** PROBLEM DESCRIPTION **
Transcribe exactly the first line of the listing below and each line that follows it, ending with the line that contains "ctx.request_repaint_after(SONDAGE_CHARGEMENT);", and omit the remainder.

** PROVIDED DATA **
* * *

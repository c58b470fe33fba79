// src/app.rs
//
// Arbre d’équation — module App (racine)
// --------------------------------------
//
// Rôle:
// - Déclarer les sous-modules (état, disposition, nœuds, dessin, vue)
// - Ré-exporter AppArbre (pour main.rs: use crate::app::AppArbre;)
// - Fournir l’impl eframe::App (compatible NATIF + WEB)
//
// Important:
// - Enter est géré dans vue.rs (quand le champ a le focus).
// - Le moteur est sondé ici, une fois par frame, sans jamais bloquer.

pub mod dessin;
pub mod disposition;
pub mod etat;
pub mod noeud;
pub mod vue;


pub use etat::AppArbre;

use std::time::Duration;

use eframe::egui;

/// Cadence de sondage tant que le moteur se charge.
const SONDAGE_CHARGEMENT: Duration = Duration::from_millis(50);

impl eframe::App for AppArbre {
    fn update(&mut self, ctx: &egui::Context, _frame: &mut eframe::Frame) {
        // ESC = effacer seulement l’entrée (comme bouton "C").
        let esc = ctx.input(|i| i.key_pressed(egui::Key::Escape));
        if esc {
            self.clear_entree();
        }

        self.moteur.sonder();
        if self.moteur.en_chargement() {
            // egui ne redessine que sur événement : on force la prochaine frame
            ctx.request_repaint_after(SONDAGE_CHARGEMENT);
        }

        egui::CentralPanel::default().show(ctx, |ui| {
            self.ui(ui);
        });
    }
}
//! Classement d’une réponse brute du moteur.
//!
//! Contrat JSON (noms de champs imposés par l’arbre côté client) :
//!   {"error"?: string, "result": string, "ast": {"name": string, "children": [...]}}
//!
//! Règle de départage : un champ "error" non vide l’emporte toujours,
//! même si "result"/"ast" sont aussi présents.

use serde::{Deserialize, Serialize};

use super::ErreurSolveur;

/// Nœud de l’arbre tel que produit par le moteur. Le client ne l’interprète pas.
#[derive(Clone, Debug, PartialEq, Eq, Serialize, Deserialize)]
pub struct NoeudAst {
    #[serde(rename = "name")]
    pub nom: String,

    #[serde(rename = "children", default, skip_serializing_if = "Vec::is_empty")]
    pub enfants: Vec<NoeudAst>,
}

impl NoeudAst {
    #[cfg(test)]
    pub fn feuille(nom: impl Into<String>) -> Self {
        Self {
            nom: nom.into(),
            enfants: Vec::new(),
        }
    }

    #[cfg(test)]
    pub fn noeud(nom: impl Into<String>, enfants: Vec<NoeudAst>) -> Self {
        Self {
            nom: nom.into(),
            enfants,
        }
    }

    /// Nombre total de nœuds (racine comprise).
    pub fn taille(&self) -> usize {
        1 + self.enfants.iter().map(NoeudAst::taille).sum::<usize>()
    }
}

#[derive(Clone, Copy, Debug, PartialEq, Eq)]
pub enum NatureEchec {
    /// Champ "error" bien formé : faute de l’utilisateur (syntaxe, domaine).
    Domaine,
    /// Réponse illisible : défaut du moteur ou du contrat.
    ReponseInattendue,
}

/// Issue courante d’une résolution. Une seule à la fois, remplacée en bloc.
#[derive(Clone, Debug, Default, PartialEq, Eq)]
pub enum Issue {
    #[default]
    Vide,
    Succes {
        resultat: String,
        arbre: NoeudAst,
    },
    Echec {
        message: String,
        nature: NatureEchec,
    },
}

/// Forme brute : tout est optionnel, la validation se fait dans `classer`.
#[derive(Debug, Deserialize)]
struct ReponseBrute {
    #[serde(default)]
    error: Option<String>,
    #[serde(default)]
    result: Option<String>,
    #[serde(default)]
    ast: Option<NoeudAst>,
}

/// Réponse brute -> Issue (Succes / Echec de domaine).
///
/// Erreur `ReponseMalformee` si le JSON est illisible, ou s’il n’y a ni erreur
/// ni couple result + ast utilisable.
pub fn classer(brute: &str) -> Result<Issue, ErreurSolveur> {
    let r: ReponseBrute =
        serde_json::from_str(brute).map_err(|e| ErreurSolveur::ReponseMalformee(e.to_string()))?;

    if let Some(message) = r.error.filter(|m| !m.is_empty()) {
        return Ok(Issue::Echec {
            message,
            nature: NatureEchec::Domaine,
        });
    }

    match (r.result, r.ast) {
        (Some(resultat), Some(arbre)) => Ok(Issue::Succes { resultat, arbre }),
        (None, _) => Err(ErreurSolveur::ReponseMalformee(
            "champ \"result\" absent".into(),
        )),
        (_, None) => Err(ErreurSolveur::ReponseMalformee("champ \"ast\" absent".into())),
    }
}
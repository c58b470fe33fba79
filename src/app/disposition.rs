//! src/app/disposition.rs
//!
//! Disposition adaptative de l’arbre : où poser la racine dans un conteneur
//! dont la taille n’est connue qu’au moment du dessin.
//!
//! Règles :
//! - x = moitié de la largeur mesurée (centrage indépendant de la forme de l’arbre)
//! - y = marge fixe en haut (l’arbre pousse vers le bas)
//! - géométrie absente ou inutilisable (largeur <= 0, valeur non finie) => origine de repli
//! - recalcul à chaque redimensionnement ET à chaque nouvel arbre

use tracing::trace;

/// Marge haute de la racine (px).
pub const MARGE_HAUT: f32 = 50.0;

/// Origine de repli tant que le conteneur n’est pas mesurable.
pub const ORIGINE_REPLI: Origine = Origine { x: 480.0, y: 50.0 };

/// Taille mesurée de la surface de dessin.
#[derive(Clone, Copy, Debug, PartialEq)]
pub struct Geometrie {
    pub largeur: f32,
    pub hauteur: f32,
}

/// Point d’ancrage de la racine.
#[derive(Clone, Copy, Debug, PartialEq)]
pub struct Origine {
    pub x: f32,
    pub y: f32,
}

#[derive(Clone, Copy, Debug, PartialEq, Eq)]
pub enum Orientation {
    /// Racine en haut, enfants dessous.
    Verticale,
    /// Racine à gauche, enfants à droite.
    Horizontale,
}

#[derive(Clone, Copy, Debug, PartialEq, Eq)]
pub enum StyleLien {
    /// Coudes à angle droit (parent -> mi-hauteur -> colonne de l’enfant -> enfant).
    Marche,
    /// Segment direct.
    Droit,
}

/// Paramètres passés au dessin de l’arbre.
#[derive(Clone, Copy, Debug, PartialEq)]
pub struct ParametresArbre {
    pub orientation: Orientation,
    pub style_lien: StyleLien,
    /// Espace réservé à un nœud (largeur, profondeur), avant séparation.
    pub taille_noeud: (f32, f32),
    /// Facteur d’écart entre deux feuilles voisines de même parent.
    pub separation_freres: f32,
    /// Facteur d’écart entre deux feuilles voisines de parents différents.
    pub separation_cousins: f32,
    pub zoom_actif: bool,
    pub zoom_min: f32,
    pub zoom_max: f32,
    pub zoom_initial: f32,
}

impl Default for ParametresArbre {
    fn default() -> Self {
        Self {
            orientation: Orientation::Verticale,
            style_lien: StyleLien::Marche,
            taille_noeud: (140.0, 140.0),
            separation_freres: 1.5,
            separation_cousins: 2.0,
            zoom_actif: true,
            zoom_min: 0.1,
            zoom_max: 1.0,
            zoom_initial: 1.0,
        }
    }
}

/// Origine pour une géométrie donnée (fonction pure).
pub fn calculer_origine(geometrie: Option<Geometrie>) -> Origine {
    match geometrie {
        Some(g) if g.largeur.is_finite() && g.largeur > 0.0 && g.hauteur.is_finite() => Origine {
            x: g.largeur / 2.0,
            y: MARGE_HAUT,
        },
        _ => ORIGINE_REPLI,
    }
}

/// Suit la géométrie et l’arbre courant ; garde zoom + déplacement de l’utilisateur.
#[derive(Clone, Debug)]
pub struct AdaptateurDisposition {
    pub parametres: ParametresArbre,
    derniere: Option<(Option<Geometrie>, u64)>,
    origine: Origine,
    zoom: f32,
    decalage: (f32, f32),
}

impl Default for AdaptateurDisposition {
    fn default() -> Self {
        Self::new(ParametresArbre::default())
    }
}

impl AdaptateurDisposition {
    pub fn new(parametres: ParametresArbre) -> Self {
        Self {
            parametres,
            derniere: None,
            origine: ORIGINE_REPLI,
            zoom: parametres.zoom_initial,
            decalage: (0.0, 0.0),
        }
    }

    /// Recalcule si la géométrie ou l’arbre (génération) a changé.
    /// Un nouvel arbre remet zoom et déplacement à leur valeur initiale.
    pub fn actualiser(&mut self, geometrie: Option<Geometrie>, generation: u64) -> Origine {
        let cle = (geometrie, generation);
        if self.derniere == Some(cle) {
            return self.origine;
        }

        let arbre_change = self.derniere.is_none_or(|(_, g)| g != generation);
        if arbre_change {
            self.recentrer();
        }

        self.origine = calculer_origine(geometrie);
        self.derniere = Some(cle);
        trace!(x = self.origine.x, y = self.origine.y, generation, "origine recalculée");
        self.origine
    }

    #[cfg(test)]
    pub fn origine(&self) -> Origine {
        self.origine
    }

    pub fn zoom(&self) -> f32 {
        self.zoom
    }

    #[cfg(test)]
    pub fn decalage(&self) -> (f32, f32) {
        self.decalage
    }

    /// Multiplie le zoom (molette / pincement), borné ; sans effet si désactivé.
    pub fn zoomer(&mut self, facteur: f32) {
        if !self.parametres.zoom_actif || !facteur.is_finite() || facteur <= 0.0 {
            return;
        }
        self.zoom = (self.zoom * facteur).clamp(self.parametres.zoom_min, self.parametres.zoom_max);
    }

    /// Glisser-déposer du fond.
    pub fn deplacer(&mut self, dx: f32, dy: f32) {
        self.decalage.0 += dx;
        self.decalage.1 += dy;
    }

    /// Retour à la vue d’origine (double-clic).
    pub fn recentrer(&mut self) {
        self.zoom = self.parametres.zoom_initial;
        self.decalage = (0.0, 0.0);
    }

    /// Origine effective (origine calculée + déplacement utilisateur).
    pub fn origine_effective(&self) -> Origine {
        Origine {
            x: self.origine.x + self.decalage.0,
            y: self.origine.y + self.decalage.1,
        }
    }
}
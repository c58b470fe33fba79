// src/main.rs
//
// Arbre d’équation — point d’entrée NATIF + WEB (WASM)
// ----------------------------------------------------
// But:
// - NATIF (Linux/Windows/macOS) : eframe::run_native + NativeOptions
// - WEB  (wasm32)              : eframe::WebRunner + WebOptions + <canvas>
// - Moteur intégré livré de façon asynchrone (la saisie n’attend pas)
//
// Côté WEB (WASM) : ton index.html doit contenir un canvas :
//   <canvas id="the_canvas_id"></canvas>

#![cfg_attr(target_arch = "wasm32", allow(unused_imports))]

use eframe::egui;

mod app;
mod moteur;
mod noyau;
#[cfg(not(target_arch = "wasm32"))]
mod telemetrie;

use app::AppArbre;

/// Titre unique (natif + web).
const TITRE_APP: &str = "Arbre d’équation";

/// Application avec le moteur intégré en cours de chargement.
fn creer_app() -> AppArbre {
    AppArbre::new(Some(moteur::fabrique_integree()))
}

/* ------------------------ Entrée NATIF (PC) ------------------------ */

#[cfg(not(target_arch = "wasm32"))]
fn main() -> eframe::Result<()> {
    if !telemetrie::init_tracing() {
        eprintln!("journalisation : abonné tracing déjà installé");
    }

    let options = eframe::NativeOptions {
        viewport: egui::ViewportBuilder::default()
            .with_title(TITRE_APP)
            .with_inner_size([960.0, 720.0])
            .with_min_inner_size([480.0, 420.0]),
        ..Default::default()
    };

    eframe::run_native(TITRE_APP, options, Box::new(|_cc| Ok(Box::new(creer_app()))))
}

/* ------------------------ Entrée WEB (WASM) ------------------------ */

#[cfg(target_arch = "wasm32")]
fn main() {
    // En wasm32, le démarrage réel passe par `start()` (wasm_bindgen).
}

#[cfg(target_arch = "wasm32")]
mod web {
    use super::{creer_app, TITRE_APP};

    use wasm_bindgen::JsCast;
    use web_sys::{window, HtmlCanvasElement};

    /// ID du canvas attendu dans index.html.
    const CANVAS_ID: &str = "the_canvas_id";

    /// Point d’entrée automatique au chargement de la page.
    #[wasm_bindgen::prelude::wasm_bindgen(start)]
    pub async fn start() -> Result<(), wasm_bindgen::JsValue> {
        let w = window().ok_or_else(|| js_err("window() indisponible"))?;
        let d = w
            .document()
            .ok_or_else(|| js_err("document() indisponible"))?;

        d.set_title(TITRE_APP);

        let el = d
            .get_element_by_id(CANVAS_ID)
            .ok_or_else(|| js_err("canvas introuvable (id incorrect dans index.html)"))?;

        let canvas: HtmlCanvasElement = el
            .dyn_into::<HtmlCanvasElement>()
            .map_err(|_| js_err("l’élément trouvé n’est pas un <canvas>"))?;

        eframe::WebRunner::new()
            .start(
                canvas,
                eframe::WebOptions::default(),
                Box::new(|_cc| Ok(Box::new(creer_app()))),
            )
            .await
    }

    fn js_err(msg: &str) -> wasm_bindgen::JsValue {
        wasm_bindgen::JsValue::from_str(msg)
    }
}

* * *

** ANSWER TO THE EXERCISE **
repository c58b470fe33fba79
// src/app.rs
//
// Arbre d’équation — module App (racine)
// --------------------------------------
//
// Rôle:
// - Déclarer les sous-modules (état, disposition, nœuds, dessin, vue)
// - Ré-exporter AppArbre (pour main.rs: use crate::app::AppArbre;)
// - Fournir l’impl eframe::App (compatible NATIF + WEB)
//
// Important:
// - Enter est géré dans vue.rs (quand le champ a le focus).
// - Le moteur est sondé ici, une fois par frame, sans jamais bloquer.

pub mod dessin;
pub mod disposition;
pub mod etat;
pub mod noeud;
pub mod vue;


pub use etat::AppArbre;

use std::time::Duration;

use eframe::egui;

/// Cadence de sondage tant que le moteur se charge.
const SONDAGE_CHARGEMENT: Duration = Duration::from_millis(50);

impl eframe::App for AppArbre {
    fn update(&mut self, ctx: &egui::Context, _frame: &mut eframe::Frame) {
        // ESC = effacer seulement l’entrée (comme bouton "C").
        let esc = ctx.input(|i| i.key_pressed(egui::Key::Escape));
        if esc {
            self.clear_entree();
        }

        self.moteur.sonder();
        if self.moteur.en_chargement() {
            // egui ne redessine que sur événement : on force la prochaine frame
            ctx.request_repaint_after(SONDAGE_CHARGEMENT);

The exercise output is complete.